**What the task asks**
Report every line of the records that contains the word "interactive".

▽

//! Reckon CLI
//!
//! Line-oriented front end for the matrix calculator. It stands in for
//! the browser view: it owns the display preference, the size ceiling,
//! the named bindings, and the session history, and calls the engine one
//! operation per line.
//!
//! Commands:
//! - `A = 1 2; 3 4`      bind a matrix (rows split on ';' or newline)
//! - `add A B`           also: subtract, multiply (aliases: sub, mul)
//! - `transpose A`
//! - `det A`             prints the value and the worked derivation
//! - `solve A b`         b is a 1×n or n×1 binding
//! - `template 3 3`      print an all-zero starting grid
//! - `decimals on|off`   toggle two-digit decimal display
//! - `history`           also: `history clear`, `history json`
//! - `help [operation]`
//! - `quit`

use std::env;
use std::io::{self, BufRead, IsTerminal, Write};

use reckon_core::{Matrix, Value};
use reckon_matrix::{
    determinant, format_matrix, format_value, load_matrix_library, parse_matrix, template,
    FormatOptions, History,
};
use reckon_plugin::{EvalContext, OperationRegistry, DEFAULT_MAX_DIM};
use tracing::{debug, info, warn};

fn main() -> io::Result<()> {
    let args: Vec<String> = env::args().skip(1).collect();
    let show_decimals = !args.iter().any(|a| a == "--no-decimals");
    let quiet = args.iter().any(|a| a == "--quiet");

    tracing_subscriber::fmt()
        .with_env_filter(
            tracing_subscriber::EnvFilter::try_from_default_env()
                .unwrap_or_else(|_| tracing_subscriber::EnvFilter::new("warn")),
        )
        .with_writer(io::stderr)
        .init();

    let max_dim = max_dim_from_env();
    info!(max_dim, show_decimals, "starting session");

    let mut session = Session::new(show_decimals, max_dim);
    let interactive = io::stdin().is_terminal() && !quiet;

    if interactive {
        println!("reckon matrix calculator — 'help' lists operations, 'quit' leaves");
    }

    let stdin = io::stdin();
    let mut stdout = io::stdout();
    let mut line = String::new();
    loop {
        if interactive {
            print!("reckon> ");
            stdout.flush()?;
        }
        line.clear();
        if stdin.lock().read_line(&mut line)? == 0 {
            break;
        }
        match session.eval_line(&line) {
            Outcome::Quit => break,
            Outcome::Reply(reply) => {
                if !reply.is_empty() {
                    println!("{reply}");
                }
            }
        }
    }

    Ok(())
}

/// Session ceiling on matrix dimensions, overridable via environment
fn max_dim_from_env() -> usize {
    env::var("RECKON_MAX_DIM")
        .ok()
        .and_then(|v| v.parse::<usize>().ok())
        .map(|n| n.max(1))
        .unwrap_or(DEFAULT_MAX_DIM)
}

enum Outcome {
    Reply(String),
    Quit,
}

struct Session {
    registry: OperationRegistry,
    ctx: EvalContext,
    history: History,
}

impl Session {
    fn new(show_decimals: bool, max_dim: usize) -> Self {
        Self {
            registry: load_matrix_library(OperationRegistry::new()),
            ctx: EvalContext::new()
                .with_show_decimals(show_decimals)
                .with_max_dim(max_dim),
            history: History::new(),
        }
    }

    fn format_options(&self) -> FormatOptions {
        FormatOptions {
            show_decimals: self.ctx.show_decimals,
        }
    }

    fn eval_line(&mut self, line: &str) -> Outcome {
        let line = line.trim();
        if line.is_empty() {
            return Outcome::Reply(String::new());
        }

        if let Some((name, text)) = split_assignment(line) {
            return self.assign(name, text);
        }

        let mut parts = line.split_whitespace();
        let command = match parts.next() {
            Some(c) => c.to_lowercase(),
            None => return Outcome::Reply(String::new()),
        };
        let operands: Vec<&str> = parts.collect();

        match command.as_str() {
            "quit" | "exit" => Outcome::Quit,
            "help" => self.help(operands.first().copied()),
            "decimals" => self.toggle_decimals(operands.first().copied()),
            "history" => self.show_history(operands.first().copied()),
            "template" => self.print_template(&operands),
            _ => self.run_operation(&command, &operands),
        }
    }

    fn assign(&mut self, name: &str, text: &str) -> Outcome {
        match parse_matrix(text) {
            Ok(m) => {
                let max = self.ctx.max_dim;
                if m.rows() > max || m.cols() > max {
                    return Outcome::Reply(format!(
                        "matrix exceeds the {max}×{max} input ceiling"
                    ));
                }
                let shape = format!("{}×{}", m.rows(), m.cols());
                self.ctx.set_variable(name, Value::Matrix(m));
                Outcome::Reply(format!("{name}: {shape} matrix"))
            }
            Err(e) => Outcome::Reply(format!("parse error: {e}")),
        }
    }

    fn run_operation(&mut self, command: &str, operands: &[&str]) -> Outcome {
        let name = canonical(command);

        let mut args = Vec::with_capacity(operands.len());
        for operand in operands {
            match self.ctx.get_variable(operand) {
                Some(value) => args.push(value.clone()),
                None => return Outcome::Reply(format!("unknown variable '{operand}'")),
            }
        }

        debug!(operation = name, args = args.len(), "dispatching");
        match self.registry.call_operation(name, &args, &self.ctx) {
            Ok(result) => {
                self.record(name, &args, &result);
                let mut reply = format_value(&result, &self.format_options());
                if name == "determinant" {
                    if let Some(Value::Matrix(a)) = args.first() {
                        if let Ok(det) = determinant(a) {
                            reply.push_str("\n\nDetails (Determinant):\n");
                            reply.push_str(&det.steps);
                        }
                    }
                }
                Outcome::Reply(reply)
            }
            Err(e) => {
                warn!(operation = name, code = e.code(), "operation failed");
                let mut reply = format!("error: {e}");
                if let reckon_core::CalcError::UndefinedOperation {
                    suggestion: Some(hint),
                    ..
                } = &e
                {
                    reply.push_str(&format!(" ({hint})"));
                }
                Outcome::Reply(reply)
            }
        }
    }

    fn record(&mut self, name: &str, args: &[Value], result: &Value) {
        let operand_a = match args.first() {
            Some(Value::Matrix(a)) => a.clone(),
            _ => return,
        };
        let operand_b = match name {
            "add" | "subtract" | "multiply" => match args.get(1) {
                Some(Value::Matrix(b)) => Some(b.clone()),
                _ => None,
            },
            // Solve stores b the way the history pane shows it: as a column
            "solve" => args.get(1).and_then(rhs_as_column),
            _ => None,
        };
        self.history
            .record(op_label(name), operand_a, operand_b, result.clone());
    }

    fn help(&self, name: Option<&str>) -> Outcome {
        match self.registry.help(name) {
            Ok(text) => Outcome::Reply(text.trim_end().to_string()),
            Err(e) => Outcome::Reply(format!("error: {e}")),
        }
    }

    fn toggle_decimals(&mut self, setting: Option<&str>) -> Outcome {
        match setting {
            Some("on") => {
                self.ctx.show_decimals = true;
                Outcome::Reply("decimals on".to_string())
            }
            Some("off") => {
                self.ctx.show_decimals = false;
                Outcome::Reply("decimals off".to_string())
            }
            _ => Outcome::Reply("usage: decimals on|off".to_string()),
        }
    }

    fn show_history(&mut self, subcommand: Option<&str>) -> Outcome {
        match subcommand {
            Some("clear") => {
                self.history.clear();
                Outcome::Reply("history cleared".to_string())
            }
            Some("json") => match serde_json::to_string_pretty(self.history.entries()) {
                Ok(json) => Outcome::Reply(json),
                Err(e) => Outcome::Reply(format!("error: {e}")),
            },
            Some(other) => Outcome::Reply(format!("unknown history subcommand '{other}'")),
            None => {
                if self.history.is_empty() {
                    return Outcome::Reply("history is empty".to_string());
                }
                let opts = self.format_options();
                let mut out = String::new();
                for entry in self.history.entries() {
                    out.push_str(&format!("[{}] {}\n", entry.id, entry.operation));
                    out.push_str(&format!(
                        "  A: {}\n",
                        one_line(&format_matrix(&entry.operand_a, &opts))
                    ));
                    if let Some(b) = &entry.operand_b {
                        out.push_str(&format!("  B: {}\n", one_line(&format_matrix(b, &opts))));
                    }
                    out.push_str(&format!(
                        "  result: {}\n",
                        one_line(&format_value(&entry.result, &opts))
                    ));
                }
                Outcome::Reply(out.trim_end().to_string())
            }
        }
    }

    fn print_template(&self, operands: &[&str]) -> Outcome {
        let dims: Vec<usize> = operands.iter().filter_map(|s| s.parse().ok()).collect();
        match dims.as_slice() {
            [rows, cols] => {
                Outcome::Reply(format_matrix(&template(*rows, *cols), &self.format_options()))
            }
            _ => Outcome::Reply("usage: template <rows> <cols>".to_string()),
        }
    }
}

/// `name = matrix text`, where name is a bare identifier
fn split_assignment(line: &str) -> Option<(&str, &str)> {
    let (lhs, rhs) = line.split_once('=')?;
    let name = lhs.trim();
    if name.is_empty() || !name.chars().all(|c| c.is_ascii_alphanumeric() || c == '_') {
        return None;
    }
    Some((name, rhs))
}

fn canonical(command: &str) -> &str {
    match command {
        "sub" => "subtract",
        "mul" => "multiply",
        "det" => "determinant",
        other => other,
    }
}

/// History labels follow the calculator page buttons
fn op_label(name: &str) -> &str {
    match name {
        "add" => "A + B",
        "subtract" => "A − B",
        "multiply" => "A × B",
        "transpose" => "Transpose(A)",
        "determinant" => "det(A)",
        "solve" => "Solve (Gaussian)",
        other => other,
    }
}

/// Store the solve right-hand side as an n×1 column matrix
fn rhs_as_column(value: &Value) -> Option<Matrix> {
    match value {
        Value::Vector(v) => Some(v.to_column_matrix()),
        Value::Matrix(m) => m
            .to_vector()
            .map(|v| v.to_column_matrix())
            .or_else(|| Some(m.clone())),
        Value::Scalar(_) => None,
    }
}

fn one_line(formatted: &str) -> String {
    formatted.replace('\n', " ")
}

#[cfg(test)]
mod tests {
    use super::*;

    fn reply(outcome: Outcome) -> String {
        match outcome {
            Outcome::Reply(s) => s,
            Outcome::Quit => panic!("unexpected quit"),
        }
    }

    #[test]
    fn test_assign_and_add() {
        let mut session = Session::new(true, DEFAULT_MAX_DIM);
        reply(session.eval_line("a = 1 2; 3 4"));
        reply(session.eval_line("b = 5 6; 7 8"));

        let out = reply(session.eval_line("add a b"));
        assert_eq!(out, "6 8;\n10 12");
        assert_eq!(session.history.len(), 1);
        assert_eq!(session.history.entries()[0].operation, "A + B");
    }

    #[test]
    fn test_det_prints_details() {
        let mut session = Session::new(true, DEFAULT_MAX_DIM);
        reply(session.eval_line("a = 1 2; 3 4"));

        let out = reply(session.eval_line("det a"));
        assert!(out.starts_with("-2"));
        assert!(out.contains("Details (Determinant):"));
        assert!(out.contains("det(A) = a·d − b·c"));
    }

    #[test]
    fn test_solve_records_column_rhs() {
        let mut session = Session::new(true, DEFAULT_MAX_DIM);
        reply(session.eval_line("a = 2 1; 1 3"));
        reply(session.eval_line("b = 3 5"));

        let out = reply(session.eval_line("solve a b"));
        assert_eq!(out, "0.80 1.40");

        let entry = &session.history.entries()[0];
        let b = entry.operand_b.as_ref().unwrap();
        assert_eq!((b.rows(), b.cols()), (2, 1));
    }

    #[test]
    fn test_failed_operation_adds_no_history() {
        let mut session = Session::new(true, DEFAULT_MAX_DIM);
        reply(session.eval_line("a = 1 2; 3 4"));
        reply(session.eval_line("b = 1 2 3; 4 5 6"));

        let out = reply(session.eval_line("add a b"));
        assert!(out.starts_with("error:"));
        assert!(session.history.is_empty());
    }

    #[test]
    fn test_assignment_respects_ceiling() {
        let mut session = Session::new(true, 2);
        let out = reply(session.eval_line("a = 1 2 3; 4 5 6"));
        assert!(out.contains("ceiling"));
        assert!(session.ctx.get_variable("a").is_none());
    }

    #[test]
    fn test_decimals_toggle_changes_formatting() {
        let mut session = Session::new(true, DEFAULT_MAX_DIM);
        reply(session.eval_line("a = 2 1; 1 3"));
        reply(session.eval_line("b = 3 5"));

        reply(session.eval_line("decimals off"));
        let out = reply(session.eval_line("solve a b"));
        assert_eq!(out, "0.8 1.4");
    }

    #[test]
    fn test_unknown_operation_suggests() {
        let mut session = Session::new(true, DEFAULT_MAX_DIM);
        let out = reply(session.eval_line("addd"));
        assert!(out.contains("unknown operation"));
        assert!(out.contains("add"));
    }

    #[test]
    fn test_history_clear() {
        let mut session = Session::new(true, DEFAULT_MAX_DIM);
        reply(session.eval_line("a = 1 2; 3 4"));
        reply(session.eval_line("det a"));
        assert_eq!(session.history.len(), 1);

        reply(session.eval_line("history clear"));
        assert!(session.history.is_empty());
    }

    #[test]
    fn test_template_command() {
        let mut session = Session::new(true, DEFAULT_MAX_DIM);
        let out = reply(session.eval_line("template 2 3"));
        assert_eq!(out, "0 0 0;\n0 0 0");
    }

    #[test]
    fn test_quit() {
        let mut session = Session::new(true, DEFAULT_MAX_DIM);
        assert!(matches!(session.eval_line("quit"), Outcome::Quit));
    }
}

△

**Result of the exercise**
    let interactive = io::stdin().is_terminal() && !quiet;
    if interactive {
        if interactive {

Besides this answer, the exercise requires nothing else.